In the Middle East, the article highlights Trump’s ambitious goals for peace, including the hope of expanding the Abraham Accords by normalizing relations with additional Arab states, such as Saudi Arabia, and possibly renegotiating a nuclear deal with Iran. However, it warns of the historical failures of past U.S. interventions in the region, emphasizing that U.S.foreign policy has often been misguided, leading to unintended consequences and ongoing instability.
The narrative underscores Trump’s complicated stance on military engagement and diplomacy, often conflicting with his advisors’ hawkish perspectives. His approach has varied from military actions to withdraws in different conflict scenarios, showcasing a mix between interventionism and realism.
The piece concludes that Trump’s second term could allow him to avoid unneeded military commitments in regions of lower strategic importance, arguing that this could preserve U.S. military strength for more critical global threats, especially posed by China. It argues that a reevaluation of U.S. roles in the Middle east is necessary as the geopolitical landscape continues to shift.

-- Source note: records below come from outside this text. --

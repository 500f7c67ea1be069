//! ClickHouse for the end-to-end tests.
//!
//! Opt-in through `METERING_TEST_CLICKHOUSE`: `docker` starts a
//! testcontainer, any other value is taken as the URL of a running server.
//! Unset means the end-to-end tests skip themselves.

use std::time::Duration;
use testcontainers::{
    core::{IntoContainerPort, WaitFor},
    runners::AsyncRunner,
    ContainerAsync, GenericImage, ImageExt,
};

const TEST_DATABASE: &str = "metering";
const DEFAULT_IMAGE_TAG: &str = "24.3";
const HTTP_PORT: u16 = 8123;

/// Where the tests should connect, plus the container keeping it alive.
pub struct TestContainers {
    _clickhouse: Option<ContainerAsync<GenericImage>>,
    pub clickhouse_url: String,
    pub clickhouse_database: String,
    pub clickhouse_username: Option<String>,
    pub clickhouse_password: Option<String>,
}

impl TestContainers {
    pub async fn start() -> Option<Self> {
        let target = env("METERING_TEST_CLICKHOUSE")?;

        if target != "docker" {
            return Some(Self {
                _clickhouse: None,
                clickhouse_url: target,
                clickhouse_database: env("METERING_TEST_CLICKHOUSE_DB")
                    .unwrap_or_else(|| TEST_DATABASE.to_string()),
                clickhouse_username: env("METERING_TEST_CLICKHOUSE_USER"),
                clickhouse_password: env("METERING_TEST_CLICKHOUSE_PASSWORD"),
            });
        }

        let tag = env("METERING_TEST_CLICKHOUSE_IMAGE_TAG")
            .unwrap_or_else(|| DEFAULT_IMAGE_TAG.to_string());
        let (container, url) = start_clickhouse(&tag).await;

        Some(Self {
            _clickhouse: Some(container),
            clickhouse_url: url,
            clickhouse_database: TEST_DATABASE.to_string(),
            clickhouse_username: Some("default".to_string()),
            clickhouse_password: None,
        })
    }
}

fn env(key: &str) -> Option<String> {
    std::env::var(key).ok().filter(|v| !v.trim().is_empty())
}

/// Start a ClickHouse server with the test database created.
async fn start_clickhouse(tag: &str) -> (ContainerAsync<GenericImage>, String) {
    let container = GenericImage::new("clickhouse/clickhouse-server", tag)
        .with_wait_for(WaitFor::message_on_stderr("Ready for connections"))
        .with_exposed_port(HTTP_PORT.tcp())
        .with_env_var("CLICKHOUSE_DB", TEST_DATABASE)
        .with_env_var("CLICKHOUSE_DEFAULT_ACCESS_MANAGEMENT", "1")
        .with_env_var("CLICKHOUSE_USER", "default")
        .with_env_var("CLICKHOUSE_PASSWORD", "")
        .start()
        .await
        .expect("Failed to start ClickHouse container");

    let port = container
        .get_host_port_ipv4(HTTP_PORT)
        .await
        .expect("ClickHouse HTTP port not mapped");
    let url = format!("http://127.0.0.1:{}", port);

    wait_for_ping(&url, Duration::from_secs(30)).await;
    (container, url)
}

/// Poll `/ping` until the server answers `Ok.`.
async fn wait_for_ping(url: &str, timeout: Duration) {
    let client = reqwest::Client::new();
    let deadline = tokio::time::Instant::now() + timeout;

    while tokio::time::Instant::now() < deadline {
        if let Ok(resp) = client.get(format!("{}/ping", url)).send().await {
            if resp.text().await.is_ok_and(|body| body.trim() == "Ok.") {
                return;
            }
        }
        tokio::time::sleep(Duration::from_millis(500)).await;
    }
    panic!("ClickHouse at {} not ready after {:?}", url, timeout);
}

Trump foreign policy 2.0: Unpredictable president confronts unstable world
In January, President Donald Trump returned to the White House, facing a world that is arguably more complicated than when he left the building four years earlier. The war in Ukraine, which will enter its fourth year in February, will take much of Trump’s time as he begins to craft and sell a detailed plan to cease the fighting and negotiate a peace settlement that Ukrainian President Volodymyr Zelensky and Russian President Vladimir Putin can live with. China, the aspiring hegemon that seeks to displace the United States as the world’s foremost power, will be a constant challenge for Trump’s administration as it was for former President Joe Biden’s. U.S.-European relations will be a challenge as well, thanks to Trump’s infatuation with tariffs as a tactic to extract economic concessions, as well as the president’s commitment to decadeslong wariness watching Uncle Sam carry the security of the entire continent on his back.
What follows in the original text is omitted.